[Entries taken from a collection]
-*-*-

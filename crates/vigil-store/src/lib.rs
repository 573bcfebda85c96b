//! Durable baseline store for the vigil file integrity monitor.
//!
//! This crate owns the persisted mapping from file path to last-known
//! content digest. Detecting change *across* process runs is the whole
//! point of the monitor, so the store is backed by SQLite rather than
//! memory: a single `files` table keyed by path, surviving restarts.
//!
//! # Concurrency
//!
//! All access goes through one serialized connection behind a mutex. Scans
//! are the only writer; reporting collaborators may call
//! [`StateStore::all_records`] while a scan is in flight and will observe
//! each record either before or after its upsert, never torn.
//!
//! # Example
//!
//! ```no_run
//! use vigil_store::StateStore;
//! use vigil_core::{Classification, Digest};
//! use camino::Utf8Path;
//!
//! # fn main() -> Result<(), vigil_store::StoreError> {
//! let store = StateStore::open(Utf8Path::new("vigil.db"))?;
//!
//! let digest = Digest::from_bytes([0u8; 32]);
//! let outcome = store.upsert(Utf8Path::new("/watched/a.txt"), &digest, 1_700_000_000)?;
//! assert_eq!(outcome.classification, Classification::New);
//! # Ok(())
//! # }
//! ```

#![deny(clippy::all)]
#![warn(missing_docs)]

mod error;
mod schema;
mod store;

pub use error::StoreError;
pub use store::{StateStore, Upsert};
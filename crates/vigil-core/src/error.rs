//! Error types for the vigil-core crate.
//!
//! This module provides the [`ConfigError`] type for configuration-related errors
//! that can occur across the workspace.

use camino::Utf8PathBuf;

/// Errors that can occur during configuration loading and validation.
///
/// This error type covers all configuration-related failures including
/// path validation, missing directories, and parsing errors.
///
/// # Examples
///
/// ```
/// use vigil_core::ConfigError;
/// use camino::Utf8PathBuf;
///
/// let error = ConfigError::MissingDirectory(Utf8PathBuf::from("/some/path"));
/// assert!(error.to_string().contains("/some/path"));
/// ```
#[derive(Debug, thiserror::Error)]
pub enum ConfigError {
    /// The provided path is invalid or malformed.
    #[error("invalid path '{path}': {reason}")]
    InvalidPath {
        /// The invalid path.
        path: Utf8PathBuf,
        /// Explanation of why the path is invalid.
        reason: String,
    },

    /// A required directory does not exist.
    #[error("missing required directory: {0}")]
    MissingDirectory(Utf8PathBuf),

    /// A configuration option has an invalid value.
    #[error("invalid configuration option '{option}': {reason}")]
    InvalidOption {
        /// The name of the invalid option.
        option: String,
        /// Explanation of why the option is invalid.
        reason: String,
    },

    /// An I/O error occurred while reading configuration.
    #[error("failed to read configuration: {0}")]
    Io(#[from] std::io::Error),

    /// Failed to parse the configuration file.
    #[error("failed to parse configuration: {0}")]
    Parse(#[from] serde_json::Error),
}
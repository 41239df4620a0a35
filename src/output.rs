//! Console output of a monitoring run

use crate::checks::{MalwareStatus, Severity, UptimeStatus};
use crate::error::{Error, Result};
use crate::report::CheckResult;
use comfy_table::{
    Attribute, Cell, CellAlignment, Color, ContentArrangement, Table, presets::UTF8_FULL,
};
use std::io::Write;
use std::str::FromStr;

/// Output format for results
#[derive(Debug, Clone, Copy, PartialEq, Eq, Default)]
pub enum OutputFormat {
    /// Human-readable table output
    #[default]
    Human,
    /// JSON output
    Json,
    /// No output (silent mode)
    None,
}

impl FromStr for OutputFormat {
    type Err = Error;

    fn from_str(s: &str) -> std::result::Result<Self, Self::Err> {
        match s.to_lowercase().as_str() {
            "human" => Ok(Self::Human),
            "json" => Ok(Self::Json),
            "none" => Ok(Self::None),
            _ => Err(Error::InvalidOutputFormat(s.to_string())),
        }
    }
}

/// Write the results of a run to the console
pub fn output_results<W: Write>(
    results: &[CheckResult],
    format: OutputFormat,
    writer: &mut W,
) -> Result<()> {
    match format {
        OutputFormat::Human => output_human(results, writer),
        OutputFormat::Json => output_json(results, writer),
        OutputFormat::None => Ok(()),
    }
}

/// Output JSON format
fn output_json<W: Write>(results: &[CheckResult], writer: &mut W) -> Result<()> {
    serde_json::to_writer_pretty(&mut *writer, results)?;
    writeln!(writer).map_err(Error::OutputFailed)?;
    Ok(())
}

/// Output human-readable table format
fn output_human<W: Write>(results: &[CheckResult], writer: &mut W) -> Result<()> {
    let mut table = Table::new();
    table
        .load_preset(UTF8_FULL)
        .set_content_arrangement(ContentArrangement::Dynamic)
        .set_header(
            [
                "Site",
                "PHP",
                "WordPress",
                "SSL",
                "Expires",
                "Performance",
                "Malware",
                "Uptime",
                "Outdated",
            ]
            .into_iter()
            .map(|h| Cell::new(h).add_attribute(Attribute::Bold)),
        );

    for result in results {
        add_result_row(&mut table, result);
    }

    writeln!(writer, "{}", table).map_err(Error::OutputFailed)
}

fn severity_color(severity: Severity) -> Color {
    match severity {
        Severity::Green => Color::Green,
        Severity::Orange => Color::Yellow,
        Severity::Red => Color::Red,
    }
}

/// Add a row for a site to the table
fn add_result_row(table: &mut Table, result: &CheckResult) {
    let expiry_color = severity_color(result.ssl_expiry_severity);

    let malware_cell = match result.malware_status {
        MalwareStatus::Clean => Cell::new("Clean").fg(Color::Green),
        MalwareStatus::MalwareFound => Cell::new("Found").fg(Color::Red),
        MalwareStatus::ScanFailed => Cell::new("Failed").fg(Color::DarkGrey),
    };

    let uptime_cell = match result.uptime_status {
        UptimeStatus::Online => Cell::new("Online").fg(Color::Green),
        UptimeStatus::Error => Cell::new("Error").fg(Color::Red),
    };

    let outdated = result.outdated_count();
    let outdated_cell = Cell::new(outdated)
        .fg(if outdated > 0 { Color::Yellow } else { Color::Green })
        .set_alignment(CellAlignment::Center);

    table.add_row(vec![
        Cell::new(&result.url),
        Cell::new(&result.php_version),
        Cell::new(&result.wp_version),
        Cell::new(result.ssl_status()).fg(expiry_color),
        Cell::new(&result.ssl_expiry_date).fg(expiry_color),
        Cell::new(result.performance_score).set_alignment(CellAlignment::Center),
        malware_cell.set_alignment(CellAlignment::Center),
        uptime_cell.set_alignment(CellAlignment::Center),
        outdated_cell,
    ]);
}
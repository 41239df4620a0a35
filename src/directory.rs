//! WordPress.org plugin and theme directory client

use reqwest::Client;
use serde::Deserialize;
use tracing::{error, info};

/// WordPress.org API base URL
pub const WP_API_BASE: &str = "https://api.wordpress.org";

/// Premium slugs that are never listed in the public directory
const EXEMPT_SLUGS: &[&str] = &[
    "avada",
    "avada-builder",
    "avada-core",
    "avada-child",
    "avadachild",
    "avada_child",
    "avadacore",
    "avada_core",
    "avadabuilder",
    "avada_builder",
];

/// Outcome of a single version lookup against an external catalog
#[derive(Debug, Clone, PartialEq, Eq)]
pub enum Lookup {
    /// Catalog knows the item and reported its latest version
    Found(String),
    /// Catalog answered but has no version for the item
    NotFound,
    /// Request failed (transport, status or decode)
    Error(String),
}

impl Lookup {
    /// The version, if one was found
    pub fn version(self) -> Option<String> {
        match self {
            Self::Found(version) => Some(version),
            Self::NotFound | Self::Error(_) => None,
        }
    }
}

/// Directory section to query
#[derive(Debug, Clone, Copy, PartialEq, Eq)]
pub enum ItemKind {
    /// Plugin directory
    Plugin,
    /// Theme directory
    Theme,
}

impl ItemKind {
    fn section(self) -> &'static str {
        match self {
            Self::Plugin => "plugins",
            Self::Theme => "themes",
        }
    }

    fn action(self) -> &'static str {
        match self {
            Self::Plugin => "plugin_information",
            Self::Theme => "theme_information",
        }
    }
}

impl std::fmt::Display for ItemKind {
    fn fmt(&self, f: &mut std::fmt::Formatter<'_>) -> std::fmt::Result {
        match self {
            Self::Plugin => write!(f, "plugin"),
            Self::Theme => write!(f, "theme"),
        }
    }
}

/// WordPress.org info API response (plugins and themes share the field)
#[derive(Debug, Deserialize)]
struct InfoResponse {
    version: Option<String>,
}

/// Check whether a slug is a known premium item
pub fn is_exempt(slug: &str) -> bool {
    let slug = slug.to_lowercase();
    EXEMPT_SLUGS.contains(&slug.as_str())
}

/// Client for the plugin/theme info endpoints
#[derive(Debug, Clone)]
pub struct DirectoryClient {
    client: Client,
    base_url: String,
}

impl DirectoryClient {
    /// Create a client against the given API base (no trailing slash)
    pub fn new(client: Client, base_url: impl Into<String>) -> Self {
        Self {
            client,
            base_url: base_url.into(),
        }
    }

    fn info_url(&self, slug: &str, kind: ItemKind) -> String {
        format!(
            "{}/{}/info/1.2/?action={}&request[slug]={}",
            self.base_url,
            kind.section(),
            kind.action(),
            slug
        )
    }

    /// Fetch the latest version of a plugin or theme by slug
    pub async fn lookup(&self, slug: &str, kind: ItemKind) -> Lookup {
        if is_exempt(slug) {
            info!(slug = %slug, "Exempting {} from WordPress API checks", slug);
            return Lookup::NotFound;
        }

        let url = self.info_url(slug, kind);
        let response = match self.client.get(&url).send().await {
            Ok(response) => response,
            Err(e) => {
                error!(slug = %slug, "Error fetching {} info for {}: {}", kind, slug, e);
                return Lookup::Error(e.to_string());
            }
        };

        if let Err(e) = response.error_for_status_ref() {
            error!(slug = %slug, "Error fetching {} info for {}: {}", kind, slug, e);
            return Lookup::Error(e.to_string());
        }

        match response.json::<InfoResponse>().await {
            Ok(InfoResponse {
                version: Some(version),
            }) => Lookup::Found(version),
            Ok(InfoResponse { version: None }) => Lookup::NotFound,
            Err(e) => {
                error!(slug = %slug, "Malformed {} info for {}: {}", kind, slug, e);
                Lookup::Error(e.to_string())
            }
        }
    }

    /// Try each candidate slug in order, stopping at the first version found
    pub async fn lookup_first(&self, slugs: &[String], kind: ItemKind) -> Option<String> {
        for slug in slugs {
            if let Some(version) = self.lookup(slug, kind).await.version() {
                return Some(version);
            }
        }
        None
    }
}

#[cfg(test)]
mod tests {
    use super::*;
    use wiremock::matchers::{method, path, query_param};
    use wiremock::{Mock, MockServer, ResponseTemplate};

    #[test]
    fn exempt_slugs_ignore_case() {
        assert!(is_exempt("Avada"));
        assert!(is_exempt("AVADA_CORE"));
        assert!(!is_exempt("akismet"));
    }

    #[test]
    fn lookup_version_accessor() {
        assert_eq!(Lookup::Found("1.0".into()).version(), Some("1.0".into()));
        assert_eq!(Lookup::NotFound.version(), None);
        assert_eq!(Lookup::Error("boom".into()).version(), None);
    }

    #[tokio::test]
    async fn found_plugin_version() {
        let server = MockServer::start().await;
        Mock::given(method("GET"))
            .and(path("/plugins/info/1.2/"))
            .and(query_param("action", "plugin_information"))
            .and(query_param("request[slug]", "akismet"))
            .respond_with(
                ResponseTemplate::new(200)
                    .set_body_json(serde_json::json!({"name": "Akismet", "version": "5.3"})),
            )
            .mount(&server)
            .await;

        let directory = DirectoryClient::new(Client::new(), server.uri());
        assert_eq!(
            directory.lookup("akismet", ItemKind::Plugin).await,
            Lookup::Found("5.3".into())
        );
    }

    #[tokio::test]
    async fn theme_uses_theme_endpoint() {
        let server = MockServer::start().await;
        Mock::given(method("GET"))
            .and(path("/themes/info/1.2/"))
            .and(query_param("action", "theme_information"))
            .respond_with(
                ResponseTemplate::new(200).set_body_json(serde_json::json!({"version": "1.2"})),
            )
            .mount(&server)
            .await;

        let directory = DirectoryClient::new(Client::new(), server.uri());
        assert_eq!(
            directory.lookup("twentytwentyfour", ItemKind::Theme).await,
            Lookup::Found("1.2".into())
        );
    }

    #[tokio::test]
    async fn missing_version_is_not_found() {
        let server = MockServer::start().await;
        Mock::given(method("GET"))
            .respond_with(
                ResponseTemplate::new(200)
                    .set_body_json(serde_json::json!({"error": "Plugin not found."})),
            )
            .mount(&server)
            .await;

        let directory = DirectoryClient::new(Client::new(), server.uri());
        assert_eq!(
            directory.lookup("nope", ItemKind::Plugin).await,
            Lookup::NotFound
        );
    }

    #[tokio::test]
    async fn error_status_is_error() {
        let server = MockServer::start().await;
        Mock::given(method("GET"))
            .respond_with(ResponseTemplate::new(404))
            .mount(&server)
            .await;

        let directory = DirectoryClient::new(Client::new(), server.uri());
        assert!(matches!(
            directory.lookup("nope", ItemKind::Plugin).await,
            Lookup::Error(_)
        ));
    }

    #[tokio::test]
    async fn exempt_slug_sends_no_request() {
        let server = MockServer::start().await;
        Mock::given(method("GET"))
            .respond_with(ResponseTemplate::new(200))
            .expect(0)
            .mount(&server)
            .await;

        let directory = DirectoryClient::new(Client::new(), server.uri());
        assert_eq!(
            directory.lookup("avada", ItemKind::Theme).await,
            Lookup::NotFound
        );
    }

    #[tokio::test]
    async fn lookup_first_stops_at_first_hit() {
        let server = MockServer::start().await;
        Mock::given(method("GET"))
            .and(query_param("request[slug]", "wp_super_cache"))
            .respond_with(
                ResponseTemplate::new(200).set_body_json(serde_json::json!({"version": "1.12"})),
            )
            .expect(1)
            .mount(&server)
            .await;
        Mock::given(method("GET"))
            .and(query_param("request[slug]", "wp-super-cache"))
            .respond_with(ResponseTemplate::new(404))
            .expect(1)
            .mount(&server)
            .await;
        Mock::given(method("GET"))
            .and(query_param("request[slug]", "wpsupercache"))
            .respond_with(ResponseTemplate::new(200))
            .expect(0)
            .mount(&server)
            .await;

        let directory = DirectoryClient::new(Client::new(), server.uri());
        let slugs = crate::slug::candidates("WP Super Cache");
        assert_eq!(
            directory.lookup_first(&slugs, ItemKind::Plugin).await,
            Some("1.12".into())
        );
    }
}
//! Error types for wp-monitor

use thiserror::Error;

/// Result type alias using our Error type
pub type Result<T> = std::result::Result<T, Error>;

/// Errors that can occur while configuring or running the monitor
///
/// Failures of individual checks never surface here: they degrade to the
/// sentinel value of the field they feed (see [`crate::directory::Lookup`]).
#[derive(Debug, Error)]
pub enum Error {
    /// Required setting missing or empty
    #[error("missing required setting: {0}")]
    MissingSetting(&'static str),

    /// Invalid URL provided
    #[error("invalid URL: {0}")]
    InvalidUrl(String),

    /// Unknown reporting timezone
    #[error("invalid timezone: '{0}'")]
    InvalidTimezone(String),

    /// Numeric setting that does not parse
    #[error("invalid value for {0}: '{1}'")]
    InvalidNumber(&'static str, String),

    /// Malformed email address
    #[error("invalid email address '{0}'")]
    InvalidAddress(String),

    /// Invalid output format specified
    #[error("invalid output format: '{0}' (valid: human, json, none)")]
    InvalidOutputFormat(String),

    /// Failed to create HTTP client
    #[error("failed to create HTTP client: {0}")]
    HttpClient(String),

    /// Building or sending the report email failed
    #[error("mail delivery failed: {0}")]
    Mail(String),

    /// Output operation failed
    #[error("output failed: {0}")]
    OutputFailed(#[source] std::io::Error),

    /// JSON serialization failed
    #[error("JSON serialization failed")]
    SerializationFailed(#[from] serde_json::Error),
}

-*-*-

PROBLEM TO WORK ON
Quote exactly the first line of the entries and every line after it, stopping with the line that contains "is the whole".

SOLUTION FOR THIS TASK
filename crates/vigil-store/src/lib.rs
repository 573bcfebda85c96b
//! Durable baseline store for the vigil file integrity monitor.
//!
//! This crate owns the persisted mapping from file path to last-known
//! content digest. Detecting change *across* process runs is the whole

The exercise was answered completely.